The fire crew told their Hazardous Material Program manager that the electric sedan’s 900-pound damaged battery bank had begun to combust after sitting for three weeks in the junkyard, so they borrowed a skid steer with a forklift attachment to tip the car on its side while they doused its 6,381 lithium-ion cells with water.

That cooled the compartment to roughly 130 degrees Fahrenheit, and they stopped spraying. But then their thermal imagery camera would capture the battery bank’s temperature slowly rising before it reignited, forcing the crew to repeat the procedure.
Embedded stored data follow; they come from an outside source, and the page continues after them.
//! Schedule syncer and resumable grant traversal.
//!
//! Schedule grants span several upstream collections: the schedule's owners,
//! the users currently on call, and the members of every rotation. Rotations
//! and their members are paginated independently, so grant resolution is a
//! depth-first walk whose position is kept in a `TraversalStack` and handed
//! to the host as the page token.
//!
//! ## One call, one step
//!
//! - Top frame `Schedule`: on the first visit emit owner and on-call grants,
//!   then fetch one page of rotations. The schedule frame is replaced by a
//!   continuation (if more rotation pages exist) and the page's rotations
//!   are pushed so that the first rotation ends up on top.
//! - Top frame `ScheduleRotation`: drain all member pages, emit one `member`
//!   grant per user and pop the frame.
//!
//! The stack is decoded into a local value and only encoded after every
//! upstream call succeeded. A failed call therefore leaves the caller's
//! token valid for a retry.

use crate::error::{require, ConnectorError, ConnectorResult};
use crate::profile::{insert_non_empty, insert_timestamp};
use crate::syncer::{Listing, ResourceSyncer};
use chrono::{DateTime, Utc};
use rootly_client::{Operation, Schedule, ShiftWindow, UpstreamClient};
use rootly_model::catalog::{
    self, SCHEDULE_MEMBER, SCHEDULE_ON_CALL, SCHEDULE_OWNER, TEAM_ADMIN, TEAM_MEMBER,
};
use rootly_model::{
    Entitlement, Frame, Grant, Profile, Resource, ResourceId, ResourceKind, ResourceTrait,
    ResourceType, TraversalStack,
};
use std::sync::Arc;
use tracing::{debug, trace};

/// Source of the current time, used to pick the on-call window.
pub type Clock = fn() -> DateTime<Utc>;

/// Lists Rootly schedules and resolves their grants incrementally.
pub struct ScheduleSyncer<U: UpstreamClient> {
    client: Arc<U>,
    clock: Clock,
}

impl<U: UpstreamClient> ScheduleSyncer<U> {
    /// Creates a schedule syncer using the system clock.
    pub fn new(client: Arc<U>) -> Self {
        Self {
            client,
            clock: Utc::now,
        }
    }

    /// Sets the clock used for on-call lookups.
    pub fn with_clock(mut self, clock: Clock) -> Self {
        self.clock = clock;
        self
    }

    /// Emits owner and on-call grants for a schedule's first visit.
    fn resolve_owners(&self, schedule: &ResourceId) -> ConnectorResult<Vec<Grant>> {
        let owners = self
            .client
            .get_schedule_owners(&schedule.id)
            .map_err(ConnectorError::upstream(Operation::GetSchedule))?;

        let window = ShiftWindow::current((self.clock)());
        let on_call = self
            .client
            .list_on_call_user_ids(&schedule.id, &window)
            .map_err(ConnectorError::upstream(Operation::ListCurrentShifts))?;

        let mut grants = Vec::new();
        if let Some(user_id) = owners.user_id.filter(|id| !id.is_empty()) {
            grants.push(Grant::new(schedule, SCHEDULE_OWNER, ResourceId::user(user_id)));
        }
        for team_id in owners.team_ids.into_iter().filter(|id| !id.is_empty()) {
            grants.push(
                Grant::new(schedule, SCHEDULE_OWNER, ResourceId::team(team_id))
                    .expandable_into(&[TEAM_MEMBER, TEAM_ADMIN]),
            );
        }
        for user_id in on_call.into_iter().filter(|id| !id.is_empty()) {
            grants.push(Grant::new(schedule, SCHEDULE_ON_CALL, ResourceId::user(user_id)));
        }
        Ok(grants)
    }

    /// Advances a schedule frame by one rotation page.
    fn step_schedule(
        &self,
        schedule: &ResourceId,
        stack: &mut TraversalStack,
        rotation_cursor: &str,
        owners_resolved: bool,
    ) -> ConnectorResult<Vec<Grant>> {
        let grants = if owners_resolved {
            Vec::new()
        } else {
            self.resolve_owners(schedule)?
        };

        let page = self
            .client
            .list_schedule_rotations(&schedule.id, rotation_cursor)
            .map_err(ConnectorError::upstream(Operation::ListScheduleRotations))?;
        for rotation_id in &page.items {
            require(rotation_id, "rotation_id")?;
        }

        stack.pop();
        if page.has_more() {
            stack.push(Frame::schedule_continuation(&schedule.id, page.next_cursor));
        }
        // Reverse so the first rotation of the page is on top.
        for rotation_id in page.items.into_iter().rev() {
            stack.push(Frame::rotation(&schedule.id, rotation_id));
        }
        Ok(grants)
    }

    /// Drains a rotation's members and pops its frame.
    fn step_rotation(
        &self,
        schedule: &ResourceId,
        stack: &mut TraversalStack,
        rotation_id: &str,
    ) -> ConnectorResult<Vec<Grant>> {
        let mut user_ids = Vec::new();
        let mut cursor = String::new();
        loop {
            let page = self
                .client
                .list_rotation_members(rotation_id, &cursor)
                .map_err(ConnectorError::upstream(Operation::ListRotationMembers))?;
            trace!(rotation_id, count = page.items.len(), "fetched rotation members");
            let has_more = page.has_more();
            user_ids.extend(page.items.into_iter().filter(|id| !id.is_empty()));
            if !has_more {
                break;
            }
            cursor = page.next_cursor;
        }

        stack.pop();
        Ok(user_ids
            .into_iter()
            .map(|user_id| Grant::new(schedule, SCHEDULE_MEMBER, ResourceId::user(user_id)))
            .collect())
    }
}

fn schedule_resource(schedule: &Schedule, parent: Option<&ResourceId>) -> Resource {
    let mut profile = Profile::new();
    insert_non_empty(&mut profile, "schedule_id", &schedule.id);
    insert_non_empty(&mut profile, "name", &schedule.name);
    insert_non_empty(&mut profile, "description", &schedule.description);
    insert_timestamp(&mut profile, "created_at", &schedule.created_at);
    insert_timestamp(&mut profile, "updated_at", &schedule.updated_at);

    Resource::new(ResourceId::schedule(&schedule.id), &schedule.name, ResourceTrait::Group)
        .with_parent(parent.cloned())
        .with_profile(profile)
}

/// Decodes the token, seeding a fresh traversal for the empty token.
fn load_stack(schedule: &ResourceId, token: &str) -> ConnectorResult<TraversalStack> {
    if token.is_empty() {
        return Ok(TraversalStack::seeded(Frame::schedule(&schedule.id)));
    }

    let stack = TraversalStack::decode(token)?;
    let foreign = stack
        .frames()
        .iter()
        .map(Frame::schedule_id)
        .find(|schedule_id| *schedule_id != schedule.id);
    if let Some(other) = foreign {
        return Err(ConnectorError::MalformedToken(format!(
            "token belongs to schedule {other}, not {}",
            schedule.id
        )));
    }
    Ok(stack)
}

impl<U: UpstreamClient> ResourceSyncer for ScheduleSyncer<U> {
    fn resource_type(&self) -> &'static ResourceType {
        &catalog::SCHEDULE
    }

    fn list(&self, parent: Option<&ResourceId>, token: &str) -> ConnectorResult<Listing<Resource>> {
        debug!(resource_type = "schedule", token, "listing resources");
        let page = self
            .client
            .list_schedules(token)
            .map_err(ConnectorError::upstream(Operation::ListSchedules))?;
        let resources = page.items.iter().map(|s| schedule_resource(s, parent)).collect();
        Ok(Listing::new(resources, page.next_cursor))
    }

    fn entitlements(
        &self,
        resource: &Resource,
        _token: &str,
    ) -> ConnectorResult<Listing<Entitlement>> {
        let name = &resource.display_name;
        Ok(Listing::done(vec![
            Entitlement::assignment(resource, SCHEDULE_OWNER)
                .with_display_name(format!("{name} schedule owner"))
                .with_description(format!("Owner of the {name} schedule in Rootly"))
                .with_grantable_to(&[ResourceKind::User, ResourceKind::Team]),
            Entitlement::assignment(resource, SCHEDULE_MEMBER)
                .with_display_name(format!("{name} schedule member"))
                .with_description(format!("Member of a rotation in the {name} schedule"))
                .with_grantable_to(&[ResourceKind::User]),
            Entitlement::assignment(resource, SCHEDULE_ON_CALL)
                .with_display_name(format!("{name} schedule on-call member"))
                .with_description(format!("Currently on call for the {name} schedule"))
                .with_grantable_to(&[ResourceKind::User]),
        ]))
    }

    fn grants(&self, resource: &Resource, token: &str) -> ConnectorResult<Listing<Grant>> {
        debug!(resource = %resource.id, token, "listing schedule grants");
        let schedule = &resource.id;
        require(&schedule.id, "schedule_id")?;

        let mut stack = load_stack(schedule, token)?;
        let grants = match stack.peek().cloned() {
            Some(Frame::Schedule {
                rotation_cursor,
                owners_resolved,
                ..
            }) => self.step_schedule(schedule, &mut stack, &rotation_cursor, owners_resolved)?,
            Some(Frame::ScheduleRotation { rotation_id, .. }) => {
                self.step_rotation(schedule, &mut stack, &rotation_id)?
            }
            None => Vec::new(),
        };

        let next_token = stack.encode()?;
        debug!(
            resource = %schedule,
            grants = grants.len(),
            depth = stack.len(),
            "schedule grant step finished"
        );
        Ok(Listing::new(grants, next_token))
    }
}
“The battery had ruptured a little bit in the back,” Hoy told Coffee or Die Magazine . “And by ruptured, I mean the metal compartment material in the rear passenger side had a couple of about quarter-sized or half-inch-diameter holes that had been melted through it from just the heat release and the gasses.”

They were dealing with a lot of latent energy. The battery pack inside a Model S can generate more than 100 kilowatt-hours of electricity, enough juice to power the typical American home for more than three days . Because all that power remains trapped inside the battery bank, it can continue to overheat, building pressure and sparking off arc flashes , runaway fires, off-gassing , and even explosions .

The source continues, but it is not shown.